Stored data
use egui::{Align2, Color32, FontId, Layout, Sense, Vec2};
use log::debug;

use crate::render::{self, CanvasBackend};
use crate::replay::geometry::Projection;
use crate::replay::scene::DrawCommand;
use crate::replay::ViewTransform;

use super::ReplayApp;

impl ReplayApp {
    pub(crate) fn replay_view(&mut self, ctx: &egui::Context, _frame: &mut eframe::Frame) {
        egui::TopBottomPanel::top("controls").min_height(30.).show(ctx, |ui| {
            ui.with_layout(Layout::left_to_right(egui::Align::Center), |ui| {
                ui.add_space(10.);
                ui.label(format!(
                    "{} {}",
                    self.selection.year, self.selection.event_name
                ));

                let play_label = if self.controller.is_running() {
                    "Pause"
                } else {
                    "Play"
                };
                if ui.button(play_label).clicked() {
                    if self.controller.is_running() {
                        self.controller.pause(&mut self.scheduler);
                    } else if let Err(e) = self.controller.resume(&mut self.scheduler) {
                        debug!("cannot resume playback: {}", e);
                    }
                }

                if ui
                    .selectable_label(self.app_config.show_labels, "Labels")
                    .clicked()
                {
                    self.app_config.show_labels = !self.app_config.show_labels;
                }

                ui.with_layout(Layout::right_to_left(egui::Align::Center), |ui| {
                    ui.add_space(10.);
                    ui.label(format!(
                        "frame {} / {}",
                        self.controller.frame_index(),
                        self.controller.max_frames()
                    ));
                });
            });
        });

        egui::CentralPanel::default().show(ctx, |ui| {
            let (width, height) = self.renderer.config().surface_size;
            let (response, painter) =
                ui.allocate_painter(Vec2::new(width as f32, height as f32), Sense::hover());

            // white replay surface; the window chrome stays dark
            painter.rect_filled(response.rect, 0, Color32::WHITE);

            let Some(session) = self.controller.session() else {
                return;
            };

            match ViewTransform::fit(&session.track, self.renderer.config(), Projection::Scaled) {
                Ok(transform) => {
                    let mut commands = self.renderer.render_frame(
                        session,
                        self.controller.frame_index(),
                        &transform,
                    );
                    if !self.app_config.show_labels {
                        commands.retain(|command| !matches!(command, DrawCommand::Label { .. }));
                    }

                    let mut backend = CanvasBackend::new(&painter, response.rect.min);
                    render::submit(&mut backend, &commands);
                }
                Err(_) => {
                    // degenerate geometry: nothing to draw yet
                    painter.text(
                        response.rect.center(),
                        Align2::CENTER_CENTER,
                        "Waiting for track data",
                        FontId::proportional(14.),
                        Color32::GRAY,
                    );
                }
            }
        });
    }
}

_EXERCISE AIM:_ Could you restate every record word for word?

_OUTPUT FOR THIS TASK:_
use egui::{Align2, Color32, FontId, Layout, Sense, Vec2};
use log::debug;

use crate::render::{self, CanvasBackend};
use crate::replay::geometry::Projection;
use crate::replay::scene::DrawCommand;
use crate::replay::ViewTransform;

use super::ReplayApp;

impl ReplayApp {
    pub(crate) fn replay_view(&mut self, ctx: &egui::Context, _frame: &mut eframe::Frame) {
        egui::TopBottomPanel::top("controls").min_height(30.).show(ctx, |ui| {
            ui.with_layout(Layout::left_to_right(egui::Align::Center), |ui| {
                ui.add_space(10.);
                ui.label(format!(
                    "{} {}",
                    self.selection.year, self.selection.event_name
                ));

                let play_label = if self.controller.is_running() {
                    "Pause"
                } else {
                    "Play"
                };
                if ui.button(play_label).clicked() {
                    if self.controller.is_running() {
                        self.controller.pause(&mut self.scheduler);
                    } else if let Err(e) = self.controller.resume(&mut self.scheduler) {
                        debug!("cannot resume playback: {}", e);
                    }
                }

                if ui
                    .selectable_label(self.app_config.show_labels, "Labels")
                    .clicked()
                {
                    self.app_config.show_labels = !self.app_config.show_labels;
                }

                ui.with_layout(Layout::right_to_left(egui::Align::Center), |ui| {
                    ui.add_space(10.);
                    ui.label(format!(
                        "frame {} / {}",
                        self.controller.frame_index(),
                        self.controller.max_frames()
                    ));
                });
            });
        });

        egui::CentralPanel::default().show(ctx, |ui| {
            let (width, height) = self.renderer.config().surface_size;
            let (response, painter) =
                ui.allocate_painter(Vec2::new(width as f32, height as f32), Sense::hover());

            // white replay surface; the window chrome stays dark
            painter.rect_filled(response.rect, 0, Color32::WHITE);

            let Some(session) = self.controller.session() else {
                return;
            };

            match ViewTransform::fit(&session.track, self.renderer.config(), Projection::Scaled) {
                Ok(transform) => {
                    let mut commands = self.renderer.render_frame(
                        session,
                        self.controller.frame_index(),
                        &transform,
                    );
                    if !self.app_config.show_labels {
                        commands.retain(|command| !matches!(command, DrawCommand::Label { .. }));
                    }

                    let mut backend = CanvasBackend::new(&painter, response.rect.min);
                    render::submit(&mut backend, &commands);
                }
                Err(_) => {
                    // degenerate geometry: nothing to draw yet
                    painter.text(
                        response.rect.center(),
                        Align2::CENTER_CENTER,
                        "Waiting for track data",
                        FontId::proportional(14.),
                        Color32::GRAY,
                    );
                }
            }
        });
    }
}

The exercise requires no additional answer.